If you lift heavy for a short period like 2-3 reps lets say you will make the fibers split(break down) but not all of them not enough time to call on all the fibers, you will get stronger with low increase in size
if you lift lighter for  8 reps and fast with good acceleration is almost like doing 2-3 reps heavy same effect (almost depending on how explosive you are).
if you lift light but slow many reps you will have time to hit all the fibers but not much growth no splitting except for a beginner which is the case of the study probably.
so the muscle growth depends on two variables: Time and load. 
using weights that could be lifted 7-10 reps relatively fast in positive and slow in negatives will ensure the best of both ( note you cannot lift slowly 7-10 reps if you can then you need to increase the weight).


----------



## awhites1 (Jan 6, 2012)

Prince said:


> Research done by Nicholas Burd, a sports scientist in the Stuart Phillips stable, may well radically change the way we do strength training in the coming decade. *Then again, it might not work*.



LMAO. I was like ok way to hype your story. 

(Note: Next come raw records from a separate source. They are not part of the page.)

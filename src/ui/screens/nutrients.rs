use crate::app::PaddockReport;
use crate::logic::ratios::RatioReading;
use crate::ui::{truncate, Theme};
use ratatui::{
    buffer::Buffer,
    layout::{Constraint, Direction, Layout, Rect},
    style::Style,
    text::{Line, Span},
    widgets::{Block, Borders, Cell, List, ListItem, Paragraph, Row, Table, TableState, Widget},
};

pub struct NutrientsScreen<'a> {
    pub paddock: Option<&'a PaddockReport>,
    pub ratios: &'a [RatioReading],
    pub position: (usize, usize),
    pub selected_index: usize,
    pub status_message: Option<&'a str>,
    pub pdf_input: Option<&'a str>,
}

impl<'a> NutrientsScreen<'a> {
    pub fn new(paddock: Option<&'a PaddockReport>, ratios: &'a [RatioReading]) -> Self {
        Self {
            paddock,
            ratios,
            position: (0, 0),
            selected_index: 0,
            status_message: None,
            pdf_input: None,
        }
    }

    /// Current paddock index and paddock count.
    pub fn with_position(mut self, current: usize, total: usize) -> Self {
        self.position = (current, total);
        self
    }

    pub fn with_selection(mut self, index: usize) -> Self {
        self.selected_index = index;
        self
    }

    pub fn with_status(mut self, message: Option<&'a str>) -> Self {
        self.status_message = message;
        self
    }

    pub fn with_pdf_input(mut self, input: Option<&'a str>) -> Self {
        self.pdf_input = input;
        self
    }
}

impl Widget for NutrientsScreen<'_> {
    fn render(self, area: Rect, buf: &mut Buffer) {
        let chunks = Layout::default()
            .direction(Direction::Vertical)
            .constraints([
                Constraint::Length(3), // Header
                Constraint::Min(10),   // Content
                Constraint::Length(1), // Status
                Constraint::Length(1), // Nav
            ])
            .split(area);

        self.render_header(chunks[0], buf);

        match self.paddock {
            Some(paddock) => {
                let content = Layout::default()
                    .direction(Direction::Horizontal)
                    .constraints([Constraint::Percentage(65), Constraint::Percentage(35)])
                    .split(chunks[1]);
                self.render_table(paddock, content[0], buf);
                self.render_ratios(content[1], buf);
            }
            None => {
                let lines = vec![
                    Line::from(Span::styled("No report loaded", Theme::header())),
                    Line::from(""),
                    Line::from(Span::styled(
                        "Press o to upload a soil or leaf test PDF, or open a saved",
                        Theme::dim(),
                    )),
                    Line::from(Span::styled(
                        "extraction with `soilcorrect tui report.json`.",
                        Theme::dim(),
                    )),
                ];
                Paragraph::new(lines)
                    .block(
                        Block::default()
                            .borders(Borders::ALL)
                            .border_style(Theme::border()),
                    )
                    .render(chunks[1], buf);
            }
        }

        if let Some(input) = self.pdf_input {
            let prompt = Line::from(vec![
                Span::styled("PDF path: ", Theme::highlight()),
                Span::styled(format!("{}_", input), Theme::normal()),
            ]);
            Paragraph::new(prompt).render(chunks[2], buf);
        } else if let Some(message) = self.status_message {
            Paragraph::new(Span::styled(message, Theme::warning())).render(chunks[2], buf);
        }

        let nav = Line::from(vec![
            Span::styled("[o]", Theme::nav_key()),
            Span::styled("Open PDF ", Theme::nav_label()),
            Span::styled("[↑↓]", Theme::nav_key()),
            Span::styled("Navigate ", Theme::nav_label()),
            Span::styled("[[ ]]", Theme::nav_key()),
            Span::styled("Paddock ", Theme::nav_label()),
            Span::styled("[1-6]", Theme::nav_key()),
            Span::styled("Screens ", Theme::nav_label()),
            Span::styled("[q]", Theme::nav_key()),
            Span::styled("Quit", Theme::nav_label()),
        ]);
        Paragraph::new(nav).render(chunks[3], buf);
    }
}

impl NutrientsScreen<'_> {
    fn render_header(&self, area: Rect, buf: &mut Buffer) {
        let block = Block::default()
            .title(Span::styled("Nutrients", Theme::title()))
            .borders(Borders::BOTTOM)
            .border_style(Theme::border());

        let mut spans = Vec::new();
        if let Some(paddock) = self.paddock {
            spans.push(Span::styled(paddock.display_name(), Theme::header()));
            if let Some(crop) = &paddock.info.crop {
                spans.push(Span::styled(format!("  Crop: {}", crop), Theme::dim()));
            }
            if let Some(date) = &paddock.info.sample_date {
                spans.push(Span::styled(format!("  Sampled: {}", date), Theme::dim()));
            }
            let (current, total) = self.position;
            if total > 1 {
                spans.push(Span::styled(
                    format!("  ({}/{})", current + 1, total),
                    Theme::dim(),
                ));
            }
        }

        Paragraph::new(Line::from(spans)).block(block).render(area, buf);
    }

    fn render_table(&self, paddock: &PaddockReport, area: Rect, buf: &mut Buffer) {
        let header_cells = ["Nutrient", "Current", "Ideal", "Unit", "Dev %", "Status"]
            .iter()
            .map(|h| Cell::from(*h).style(Theme::header()));
        let header = Row::new(header_cells).height(1);

        let rows: Vec<Row> = paddock
            .profile
            .nutrients
            .iter()
            .map(|n| {
                let status_style = Theme::status(n.status);
                let deviation = match n.deviation_percent() {
                    Some(d) => Cell::from(format!("{:+.0}", d))
                        .style(Style::default().fg(Theme::deviation_color(d))),
                    None => Cell::from("-").style(Theme::dim()),
                };
                Row::new(vec![
                    Cell::from(truncate(&n.name, 34)),
                    Cell::from(format!("{:.2}", n.current)),
                    Cell::from(
                        n.ideal
                            .map(|i| format!("{:.2}", i))
                            .unwrap_or_else(|| "-".to_string()),
                    ),
                    Cell::from(n.unit.as_str()).style(Theme::dim()),
                    deviation,
                    Cell::from(n.status.as_str()).style(status_style),
                ])
                .style(Theme::normal())
            })
            .collect();

        let widths = [
            Constraint::Min(20),
            Constraint::Length(10),
            Constraint::Length(10),
            Constraint::Length(8),
            Constraint::Length(7),
            Constraint::Length(10),
        ];

        let table = Table::new(rows, widths)
            .header(header)
            .block(
                Block::default()
                    .title(format!("{} readings", paddock.profile.nutrients.len()))
                    .borders(Borders::ALL)
                    .border_style(Theme::border()),
            )
            .row_highlight_style(Theme::selected());

        let mut state = TableState::default();
        state.select(Some(self.selected_index));
        ratatui::widgets::StatefulWidget::render(table, area, buf, &mut state);
    }

    fn render_ratios(&self, area: Rect, buf: &mut Buffer) {
        let block = Block::default()
            .title("Ratios")
            .borders(Borders::ALL)
            .border_style(Theme::border());
        let inner = block.inner(area);
        block.render(area, buf);

        let items: Vec<ListItem> = self
            .ratios
            .iter()
            .map(|ratio| {
                let (value, style) = match (ratio.value, ratio.status()) {
                    (Some(v), Some(status)) => (format!("{:.2}", v), Theme::status(status)),
                    (Some(v), None) => (format!("{:.2}", v), Theme::normal()),
                    (None, _) => ("-".to_string(), Theme::dim()),
                };
                let ideal = ratio
                    .ideal
                    .map(|i| format!(" (ideal {:.2})", i))
                    .unwrap_or_default();
                ListItem::new(Line::from(vec![
                    Span::styled(format!("{:<7}", ratio.label), Theme::header()),
                    Span::styled(value, style),
                    Span::styled(ideal, Theme::dim()),
                ]))
            })
            .collect();

        List::new(items).render(inner, buf);
    }
}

HUGE BREAKTHROUGH.... or not. 


I'm not much of a believer in claims like this. I'm sure like any other training method it's got it's place but that's just it, as a niche of someone's workout.


----------



## OTG85 (Jan 6, 2012)

Why fix it if it ain't broken


----------



## pjreiff (Jan 6, 2012)

interesting Mike Mentzer training video on youtube.  

Mike Mentzer's HIT: Chest & Back - Part I - YouTube


----------



## Ziggy1333 (Jan 6, 2012)

Slow down fast up all the way


----------



## CowPimp (Jan 7, 2012)

That's interesting, but there's some problems with the setup of this study.  First of all, the second group performed sets using 30% of their 1RM not going to failure.  It's not surprising that this didn't result in much.  I wonder what the difference would have been supposing that this group performed a very high number of repetitions and went to failure.

The other issue is there's no comparison to more traditional loading parameters.  I wonder how the effects are relative to a more traditional 3x8 @ 75% kind of scheme.

There's also no indication of the training status of the individuals.  If they're beginners, this is less telling.  There's already research out there indicating that as little as 40% of the 1RM can promote some of the adaptations to strength training in a novice lifter.  There's also research indicating that over time, as one's training status increases, the minimum intensity threshold necessary to see adaptation increases.  Therefore, training slowly and at a low intensity may produce some results in novice lifters, but become less useful with training age.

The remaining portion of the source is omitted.